Run, Dutee, Run
Dutee Chand is the first Indian to qualify for the blue riband event of the Olympic Games, the 100m dash, after 36 years. But there's more than her competitors on the track that the Odisha girl had to beat, to get there
- Suprita Das
- Updated: August 01, 2016 12:56 pm IST
Name: Dutee Chand
Age: 20 years
Sport: Athletics
Event: Women's 100m
It's what she does best, and is happiest doing. Running. But in 2014, Dutee's world came crashing down. A medical test showed that the Odisha girl had more than permissible levels of testosterone in her body. She was dropped from the Commonwealth Games squad. The medical condition, known as hyperandrogenism, was unknown to most. It was simpler to just label her a man. Just the previous year, she had become the first Indian to qualify for the 100m final of any global event, the Junior World Championships where she finished 8th.
Daughter of weavers from an Odisha village, who barely managed to make both ends meet, the ban kept Dutee away from the track for more than a year. Not one to be bogged down, Dutee, with some help from the Sports Authority of India, took her case to the Court of Arbitration of Sport (CAS), where in a landmark judgement last year, her appeal was upheld, and she was allowed to resume training.
"It was such a big case in Switzerland. But I realised only later what was its real significance,"says Dutee. "I wouldn't have been able to do this without the Almighty's blessings. Maybe this is what he had in mind. Maybe he wanted that this rule across the world changes because of Dutee."
National badminton coach Pullela Gopichand allowed Dutee to train at his academy in Gachibowli, Hyderabad, with her coach N Ramesh."She called me one day and asked, what do I at home, Sir?" says Ramesh. "She was in tears. Because she was stopped from doing what she had done since childhood. With co-operation from Gopichand, we got her to Hyderabad and started training again.
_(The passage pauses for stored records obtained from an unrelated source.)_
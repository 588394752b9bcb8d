//! Insert the moves that carry a value between the locations of consecutive pieces of its live
//! range: within a block, and along control flow edges.

use super::{data::RegisterAllocationData, live_range::LiveRangeIdx, position::LifetimePosition};
use crate::{
    log::ra_trace,
    sequence::{GapPosition, InstrIdx, InstructionBlock, InstructionOperand, MoveOperands, RpoNumber},
    stats::Counter,
};
use std::collections::BTreeMap;

/// Can control flow into `block` be resolved by [LiveRangeConnector::connect_ranges]? Only if its
/// sole predecessor is laid out immediately before it.
fn can_eagerly_resolve_control_flow(block: &InstructionBlock) -> bool {
    match block.predecessors() {
        [pred] => pred.index() + 1 == block.rpo_number().index(),
        _ => false,
    }
}

/// The extent of one child of a top-level range.
struct Bound {
    start: LifetimePosition,
    end: LifetimePosition,
    range: LiveRangeIdx,
    /// Spilled children are stored to at their definition, so nothing needs to flow into them.
    skip: bool,
}

impl Bound {
    fn can_cover(&self, pos: LifetimePosition) -> bool {
        self.start <= pos && pos < self.end
    }
}

fn find_bound(bounds: &[Bound], pos: LifetimePosition) -> Option<&Bound> {
    let i = bounds.partition_point(|b| b.end <= pos);
    bounds.get(i).filter(|b| b.can_cover(pos))
}

pub(crate) struct LiveRangeConnector<'d, 'a> {
    d: &'d mut RegisterAllocationData<'a>,
}

impl<'d, 'a> LiveRangeConnector<'d, 'a> {
    pub(crate) fn new(d: &'d mut RegisterAllocationData<'a>) -> Self {
        Self { d }
    }

    /// Where a value moves from one child of its range to the next within a block, insert a move
    /// between their locations.
    pub(crate) fn connect_ranges(&mut self) {
        // Moves that must happen after those already in an END gap, keyed by that gap.
        let mut delayed = BTreeMap::<InstrIdx, Vec<MoveOperands>>::new();
        for top in self.d.top_level_ranges().collect::<Vec<_>>() {
            let children = self.d.lrs.children(top).collect::<Vec<_>>();
            for w in children.windows(2) {
                let (first, second) = (w[0], w[1]);
                // A spilled child is stored to when the value is defined.
                if self.d.lrs.ranges[second].spilled {
                    continue;
                }
                let pos = self.d.lrs.start(second);
                if self.d.lrs.end(first) != pos {
                    continue;
                }
                if self.d.is_block_boundary(pos)
                    && !can_eagerly_resolve_control_flow(self.d.block_at(pos))
                {
                    continue;
                }
                let prev_op = self.d.assigned_operand(first);
                let cur_op = self.d.assigned_operand(second);
                if prev_op == cur_op {
                    continue;
                }
                let mut gap_index = pos.to_instruction_index();
                if pos.is_gap_position() {
                    let gpos = if pos.is_start() {
                        GapPosition::Start
                    } else {
                        GapPosition::End
                    };
                    self.d.add_gap_move(gap_index, gpos, prev_op, cur_op);
                } else if pos.is_start() {
                    delayed
                        .entry(gap_index)
                        .or_default()
                        .push(MoveOperands::new(prev_op, cur_op));
                } else {
                    gap_index = InstrIdx::new(gap_index.index() + 1);
                    self.d
                        .add_gap_move(gap_index, GapPosition::Start, prev_op, cur_op);
                }
                ra_trace!(
                    self.d.log,
                    "connecting {} and {} at {pos}",
                    self.d.lrs.name(first),
                    self.d.lrs.name(second)
                );
            }
        }

        for (i, moves) in delayed {
            let pm = self
                .d
                .seq
                .instruction_mut(i)
                .get_or_create_parallel_move(GapPosition::End);
            let mut to_eliminate = Vec::new();
            let mut to_insert = Vec::with_capacity(moves.len());
            for mut mv in moves {
                if let Some(j) = pm.prepare_insert_after(&mut mv) {
                    to_eliminate.push(j);
                }
                to_insert.push(mv);
            }
            for j in to_eliminate {
                pm.moves_mut()[j].eliminate();
            }
            let n = to_insert.len();
            pm.moves_mut().extend(to_insert);
            self.d.stats.add(Counter::GapMoves, n as u64);
        }
    }

    /// Where a value is live into a block but is in a different location at the end of a
    /// predecessor, insert a move on that edge.
    pub(crate) fn resolve_control_flow(&mut self) {
        let nvregs = self.d.seq.virtual_register_count();
        let mut bounds: Vec<Option<Vec<Bound>>> = (0..nvregs).map(|_| None).collect();
        for b in self.d.seq.blocks().indices() {
            let block = self.d.seq.block(b);
            if can_eagerly_resolve_control_flow(block) {
                continue;
            }
            let block_start =
                LifetimePosition::gap_from_instruction_index(block.first_instruction_index());
            let preds = block.predecessors().to_vec();
            let live = self.d.live_in_sets[b]
                .iter_set_bits(..)
                .collect::<Vec<_>>();
            for vreg in live {
                let Some(top) = self.d.live_ranges[vreg] else {
                    continue;
                };
                let bounds = bounds[vreg].get_or_insert_with(|| {
                    self.d
                        .lrs
                        .children(top)
                        .filter(|r| !self.d.lrs.is_empty(*r))
                        .map(|r| Bound {
                            start: self.d.lrs.start(r),
                            end: self.d.lrs.end(r),
                            range: r,
                            skip: self.d.lrs.ranges[r].spilled,
                        })
                        .collect()
                });
                for pred in &preds {
                    let pred_end = LifetimePosition::instruction_from_instruction_index(
                        self.d.seq.block(*pred).last_instruction_index(),
                    );
                    let Some(pred_cover) = find_bound(bounds, pred_end) else {
                        panic!(
                            "v{vreg} is live into B{} but not out of B{}",
                            b.index(),
                            pred.index()
                        );
                    };
                    if pred_cover.can_cover(block_start) {
                        // One child covers both ends of the edge.
                        continue;
                    }
                    let Some(cur_cover) = find_bound(bounds, block_start) else {
                        panic!("v{vreg} is live into B{} but not at its start", b.index());
                    };
                    if cur_cover.skip || cur_cover.range == pred_cover.range {
                        continue;
                    }
                    let pred_op = self.d.assigned_operand(pred_cover.range);
                    let cur_op = self.d.assigned_operand(cur_cover.range);
                    if pred_op != cur_op {
                        self.resolve_edge(b, *pred, pred_op, cur_op);
                    }
                }
            }
        }
    }

    /// Move `pred_op` to `cur_op` on the edge from `pred` to `b`. Edges are never critical, so
    /// either `b` has a single predecessor or `pred` has a single successor.
    fn resolve_edge(
        &mut self,
        b: RpoNumber,
        pred: RpoNumber,
        pred_op: InstructionOperand,
        cur_op: InstructionOperand,
    ) {
        let block = self.d.seq.block(b);
        let (gap, gpos) = if block.predecessors().len() == 1 {
            (block.first_instruction_index(), GapPosition::Start)
        } else {
            let pred = self.d.seq.block(pred);
            debug_assert_eq!(pred.successors().len(), 1);
            (pred.last_instruction_index(), GapPosition::End)
        };
        ra_trace!(
            self.d.log,
            "resolving B{} -> B{}: {} to {}",
            pred.index(),
            b.index(),
            pred_op.display(self.d.config),
            cur_op.display(self.d.config)
        );
        self.d.add_gap_move(gap, gpos, pred_op, cur_op);
    }
}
She was evidently happier."
At the Federation Cup in New Delhi this year, Dutee shattered Rachita Mistry's 16-year old 100m national record, clocking 11.33, but missed Olympic qualification mark by 1/100th of a second. But she achieved it soon enough, in June, clocking 11.30 seconds at the G Kosanov Memorial Meet in Almaty, Kazakhstan to become the first Indian after PT Usha in 1980 to qualify for the Olympics. "When I finished the heats, my coach came and told me, Dutee, we've managed to achieve what we came here for. And I asked him, what is it Sir? He said I had made the cut for the Olympics with my timing," recalls Dutee."I couldn't believe it. I checked the timings to believe it had really happened. If this didn't happen, that agony of missing it by 1/100th of a second in Delhi would have haunted me for the next four years."
It's been an unbelievable sprint so far no doubt. But Dutee realises her petite frame is a disadvantage for her, and she'll have to do tremendously well to bring to clock sub 11 seconds in Rio.